Facebook Share-count Tooltip Using PHP and jQuery/qTip.

For a recent project, I needed a way to show Facebook share counts on a huge number (potentially thousands) of URLs. jQuery to the rescue with help from a plugin sidekick, qTip.

qTip quickly allows you to add tooltips or popup boxes. All you do is call the qtip action on a jQuery selector, and you’re in business. It also lets you call pages dynamically to use as content for the tooptip. And that’s exactly how I am using it here.

jQuery selector runs qTip on the links; qTip populates a tooltip by calling a PHP page; PHP requests Facebook share counts on the href associated with the link.

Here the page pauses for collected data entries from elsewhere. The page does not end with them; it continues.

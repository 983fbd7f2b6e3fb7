use std::collections::BTreeMap;
use std::sync::{Arc, Mutex};

use chrono::{DateTime, Utc};
use tracing::{debug, error};
use wizard_domain::{CompletionRecord, PersistedSnapshot};

use crate::CoreError;

/// Durable key under which the in-progress snapshot is stored.
pub const PROGRESS_KEY: &str = "study_progress";
/// Durable key under which the completion marker is stored.
pub const COMPLETION_KEY: &str = "study_completed";

/// Abstraction over durable key-value backends holding serialized records.
pub trait ProgressStore: Send + Sync {
    fn read(&self, key: &str) -> Result<Option<String>, CoreError>;
    fn write(&self, key: &str, value: &str) -> Result<(), CoreError>;
    /// Removing a missing key is not an error.
    fn remove(&self, key: &str) -> Result<(), CoreError>;
}

impl<S: ProgressStore + ?Sized> ProgressStore for Box<S> {
    fn read(&self, key: &str) -> Result<Option<String>, CoreError> {
        (**self).read(key)
    }

    fn write(&self, key: &str, value: &str) -> Result<(), CoreError> {
        (**self).write(key, value)
    }

    fn remove(&self, key: &str) -> Result<(), CoreError> {
        (**self).remove(key)
    }
}

impl<S: ProgressStore + ?Sized> ProgressStore for Arc<S> {
    fn read(&self, key: &str) -> Result<Option<String>, CoreError> {
        (**self).read(key)
    }

    fn write(&self, key: &str, value: &str) -> Result<(), CoreError> {
        (**self).write(key, value)
    }

    fn remove(&self, key: &str) -> Result<(), CoreError> {
        (**self).remove(key)
    }
}

/// Process-local store used by tests and throwaway sessions.
#[derive(Debug, Default)]
pub struct MemoryStore {
    entries: Mutex<BTreeMap<String, String>>,
}

impl MemoryStore {
    pub fn new() -> Self {
        Self::default()
    }

    pub fn contains(&self, key: &str) -> bool {
        self.entries
            .lock()
            .map(|entries| entries.contains_key(key))
            .unwrap_or(false)
    }

    pub fn keys(&self) -> Vec<String> {
        self.entries
            .lock()
            .map(|entries| entries.keys().cloned().collect())
            .unwrap_or_default()
    }
}

impl ProgressStore for MemoryStore {
    fn read(&self, key: &str) -> Result<Option<String>, CoreError> {
        let entries = self.entries.lock().map_err(poisoned)?;
        Ok(entries.get(key).cloned())
    }

    fn write(&self, key: &str, value: &str) -> Result<(), CoreError> {
        let mut entries = self.entries.lock().map_err(poisoned)?;
        entries.insert(key.to_string(), value.to_string());
        Ok(())
    }

    fn remove(&self, key: &str) -> Result<(), CoreError> {
        let mut entries = self.entries.lock().map_err(poisoned)?;
        entries.remove(key);
        Ok(())
    }
}

/// Backends report records that are not valid UTF-8 as `InvalidData`.
fn is_undecodable(err: &CoreError) -> bool {
    matches!(err, CoreError::Io(io) if io.kind() == std::io::ErrorKind::InvalidData)
}

fn poisoned<T>(_: std::sync::PoisonError<T>) -> CoreError {
    CoreError::Storage("memory store lock poisoned".into())
}

/// Result of reading the in-progress snapshot.
#[derive(Debug, Clone, PartialEq)]
pub enum SnapshotLoad {
    Missing,
    Loaded(PersistedSnapshot),
    /// The stored record could not be parsed and has been deleted.
    Discarded,
}

/// Typed access to the snapshot and completion records of a backend.
#[derive(Debug)]
pub struct PersistenceStore<S> {
    backend: S,
}

impl<S: ProgressStore> PersistenceStore<S> {
    pub fn new(backend: S) -> Self {
        Self { backend }
    }

    pub fn backend(&self) -> &S {
        &self.backend
    }

    pub fn save_snapshot(&self, snapshot: &PersistedSnapshot) -> Result<(), CoreError> {
        let json = serde_json::to_string(snapshot)?;
        self.backend.write(PROGRESS_KEY, &json)
    }

    /// A record that cannot be decoded or parsed is deleted and reported as
    /// [`SnapshotLoad::Discarded`].
    pub fn load_snapshot(&self) -> Result<SnapshotLoad, CoreError> {
        let parsed = match self.backend.read(PROGRESS_KEY) {
            Ok(None) => return Ok(SnapshotLoad::Missing),
            Ok(Some(raw)) => {
                serde_json::from_str::<PersistedSnapshot>(&raw).map_err(CoreError::from)
            }
            Err(err) if is_undecodable(&err) => Err(err),
            Err(err) => return Err(err),
        };
        match parsed {
            Ok(snapshot) => Ok(SnapshotLoad::Loaded(snapshot)),
            Err(err) => {
                error!(error = %err, "discarding unreadable saved progress");
                self.backend.remove(PROGRESS_KEY)?;
                Ok(SnapshotLoad::Discarded)
            }
        }
    }

    pub fn clear_snapshot(&self) -> Result<(), CoreError> {
        self.backend.remove(PROGRESS_KEY)
    }

    pub fn mark_completed(&self, at: DateTime<Utc>) -> Result<(), CoreError> {
        let json = serde_json::to_string(&CompletionRecord::completed_at(at))?;
        self.backend.write(COMPLETION_KEY, &json)
    }

    /// An unreadable completion record counts as "not completed".
    pub fn is_completed(&self) -> Result<bool, CoreError> {
        let raw = match self.backend.read(COMPLETION_KEY) {
            Ok(Some(raw)) => raw,
            Ok(None) => return Ok(false),
            Err(err) if is_undecodable(&err) => {
                debug!(error = %err, "ignoring undecodable completion record");
                return Ok(false);
            }
            Err(err) => return Err(err),
        };
        match serde_json::from_str::<CompletionRecord>(&raw) {
            Ok(record) => Ok(record.completed),
            Err(err) => {
                debug!(error = %err, "ignoring unreadable completion record");
                Ok(false)
            }
        }
    }

    pub fn clear_all(&self) -> Result<(), CoreError> {
        self.backend.remove(PROGRESS_KEY)?;
        self.backend.remove(COMPLETION_KEY)
    }
}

Now, just by assigning that class name to any anchor element, you have a tooltip that shows how many times that link is shared on Facebook.

HTML:

<a href="http://wiki.developers.facebook.com/index.php/API" 
class="shared_link">Facebook API</a>

Javascript:

$(document).ready(function(){
$(".shared_link").each(function(){
$(this).qtip({
content: {
url: 'fetchfbshare.php',
data: {url: $(this).attr('href')},
method: 'post'
},
show: 'mouseover',
hide: 'mouseout'
});
});
});

PHP:

// Encode the URI
$uri = urlencode($_POST['url']);
// Request the stats
$r = file_get_contents('http://api.facebook.com/restserver.php?method=links.getStats&urls='.$uri);
// Parse the XML results
$xml = simplexml_load_string( $r );
// Format output
$shareCount = (string)$xml->link_stat[0]->share_count;
echo "Share Count: $shareCount";

View the sample or download the source. Download the qTip and jQuery libraries. qTip optionally will package them all up for you. The sample files look for the qTip and jQuery files in a /js subdir.

Just think of all the ways you can improve and improvise on this.